• **Your task**
Scan the records below and copy every line that contains the string "storage".

• **Data records**
*** Begin section ***

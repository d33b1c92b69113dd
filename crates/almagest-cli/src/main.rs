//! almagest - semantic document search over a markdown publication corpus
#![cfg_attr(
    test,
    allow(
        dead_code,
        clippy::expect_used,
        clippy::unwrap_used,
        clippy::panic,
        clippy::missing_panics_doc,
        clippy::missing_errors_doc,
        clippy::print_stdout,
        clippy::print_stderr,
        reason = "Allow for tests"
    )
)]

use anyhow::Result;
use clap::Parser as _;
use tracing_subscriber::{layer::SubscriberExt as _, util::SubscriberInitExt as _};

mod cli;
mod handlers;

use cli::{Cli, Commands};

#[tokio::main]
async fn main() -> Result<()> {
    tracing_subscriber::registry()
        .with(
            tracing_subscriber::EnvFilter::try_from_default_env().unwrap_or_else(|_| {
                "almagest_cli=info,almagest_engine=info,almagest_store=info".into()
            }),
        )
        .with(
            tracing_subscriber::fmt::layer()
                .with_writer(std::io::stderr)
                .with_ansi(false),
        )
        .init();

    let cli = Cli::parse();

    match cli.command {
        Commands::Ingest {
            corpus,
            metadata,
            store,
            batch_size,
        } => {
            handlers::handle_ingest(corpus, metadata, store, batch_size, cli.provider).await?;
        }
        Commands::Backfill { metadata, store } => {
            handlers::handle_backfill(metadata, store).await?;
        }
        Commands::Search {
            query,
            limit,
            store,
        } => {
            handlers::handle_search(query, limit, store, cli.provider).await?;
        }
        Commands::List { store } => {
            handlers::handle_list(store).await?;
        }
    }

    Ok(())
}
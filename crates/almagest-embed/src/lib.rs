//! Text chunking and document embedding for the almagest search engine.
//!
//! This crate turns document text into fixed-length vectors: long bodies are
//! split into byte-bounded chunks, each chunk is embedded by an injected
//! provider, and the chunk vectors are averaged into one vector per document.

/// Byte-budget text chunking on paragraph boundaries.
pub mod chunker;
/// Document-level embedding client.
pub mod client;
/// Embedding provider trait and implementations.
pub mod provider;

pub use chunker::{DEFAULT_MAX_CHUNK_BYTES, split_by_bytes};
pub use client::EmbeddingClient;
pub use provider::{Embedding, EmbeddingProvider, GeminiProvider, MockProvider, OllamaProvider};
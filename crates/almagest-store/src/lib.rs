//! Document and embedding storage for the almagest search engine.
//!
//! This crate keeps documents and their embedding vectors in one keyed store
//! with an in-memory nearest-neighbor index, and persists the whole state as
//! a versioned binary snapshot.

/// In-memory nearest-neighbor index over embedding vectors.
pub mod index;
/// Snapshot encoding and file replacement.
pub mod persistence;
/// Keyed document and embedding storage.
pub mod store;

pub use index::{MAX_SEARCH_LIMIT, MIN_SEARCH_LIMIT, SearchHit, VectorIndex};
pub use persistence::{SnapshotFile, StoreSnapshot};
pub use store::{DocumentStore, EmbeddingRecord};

*** End section ***
*** Begin section ***

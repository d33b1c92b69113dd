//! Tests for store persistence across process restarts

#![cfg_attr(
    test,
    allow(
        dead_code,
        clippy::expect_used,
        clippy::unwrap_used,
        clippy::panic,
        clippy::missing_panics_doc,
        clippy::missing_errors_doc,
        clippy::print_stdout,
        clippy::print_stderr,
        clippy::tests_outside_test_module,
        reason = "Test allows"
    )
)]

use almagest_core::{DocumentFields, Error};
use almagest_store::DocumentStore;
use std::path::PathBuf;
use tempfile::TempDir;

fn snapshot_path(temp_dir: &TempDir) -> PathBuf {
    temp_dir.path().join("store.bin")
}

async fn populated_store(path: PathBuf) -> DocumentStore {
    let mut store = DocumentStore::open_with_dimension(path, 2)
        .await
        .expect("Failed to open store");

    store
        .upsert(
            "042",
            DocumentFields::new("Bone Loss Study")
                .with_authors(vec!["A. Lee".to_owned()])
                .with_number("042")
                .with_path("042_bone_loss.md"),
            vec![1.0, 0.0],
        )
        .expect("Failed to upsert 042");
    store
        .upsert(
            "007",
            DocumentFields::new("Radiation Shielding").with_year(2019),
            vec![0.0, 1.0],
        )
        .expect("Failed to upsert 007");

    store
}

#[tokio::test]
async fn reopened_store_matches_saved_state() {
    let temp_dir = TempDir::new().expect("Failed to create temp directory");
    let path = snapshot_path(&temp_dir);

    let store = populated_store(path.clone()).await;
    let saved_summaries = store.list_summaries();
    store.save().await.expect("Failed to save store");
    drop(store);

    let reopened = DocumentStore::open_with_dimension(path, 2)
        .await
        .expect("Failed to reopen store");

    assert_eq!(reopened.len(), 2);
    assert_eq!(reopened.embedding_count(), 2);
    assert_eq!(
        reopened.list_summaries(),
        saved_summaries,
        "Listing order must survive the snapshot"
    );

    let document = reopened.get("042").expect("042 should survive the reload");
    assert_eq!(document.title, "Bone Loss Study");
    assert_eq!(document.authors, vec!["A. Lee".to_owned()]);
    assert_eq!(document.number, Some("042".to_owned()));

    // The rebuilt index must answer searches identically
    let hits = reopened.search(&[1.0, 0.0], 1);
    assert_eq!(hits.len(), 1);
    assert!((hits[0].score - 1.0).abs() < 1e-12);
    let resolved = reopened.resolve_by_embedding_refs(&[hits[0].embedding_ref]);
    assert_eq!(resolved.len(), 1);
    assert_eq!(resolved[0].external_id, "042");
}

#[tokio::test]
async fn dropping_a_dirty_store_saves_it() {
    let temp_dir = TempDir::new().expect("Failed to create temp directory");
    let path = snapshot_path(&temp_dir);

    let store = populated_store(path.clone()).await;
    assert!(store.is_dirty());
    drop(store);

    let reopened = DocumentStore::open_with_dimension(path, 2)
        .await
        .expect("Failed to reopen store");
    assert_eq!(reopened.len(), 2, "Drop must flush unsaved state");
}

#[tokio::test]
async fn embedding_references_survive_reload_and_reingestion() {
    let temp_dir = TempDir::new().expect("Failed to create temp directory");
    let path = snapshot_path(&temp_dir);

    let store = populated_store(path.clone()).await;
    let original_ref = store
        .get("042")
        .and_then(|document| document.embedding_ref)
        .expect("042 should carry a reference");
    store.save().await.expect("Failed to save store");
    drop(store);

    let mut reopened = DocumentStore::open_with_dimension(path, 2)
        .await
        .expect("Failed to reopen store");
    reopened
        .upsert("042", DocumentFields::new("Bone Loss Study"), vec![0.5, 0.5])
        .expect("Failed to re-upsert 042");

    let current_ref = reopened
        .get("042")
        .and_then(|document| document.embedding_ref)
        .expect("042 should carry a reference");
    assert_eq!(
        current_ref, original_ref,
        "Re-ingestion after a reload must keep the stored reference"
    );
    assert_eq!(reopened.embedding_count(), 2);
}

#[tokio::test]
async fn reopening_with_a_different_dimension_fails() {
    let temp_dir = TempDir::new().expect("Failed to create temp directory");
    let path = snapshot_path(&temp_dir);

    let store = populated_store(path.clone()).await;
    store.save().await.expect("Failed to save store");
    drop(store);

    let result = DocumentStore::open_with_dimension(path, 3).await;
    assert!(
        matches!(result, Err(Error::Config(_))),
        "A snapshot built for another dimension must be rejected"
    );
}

*** End section ***

• **Solution**
//! Document and embedding storage for the almagest search engine.
/// Keyed document and embedding storage.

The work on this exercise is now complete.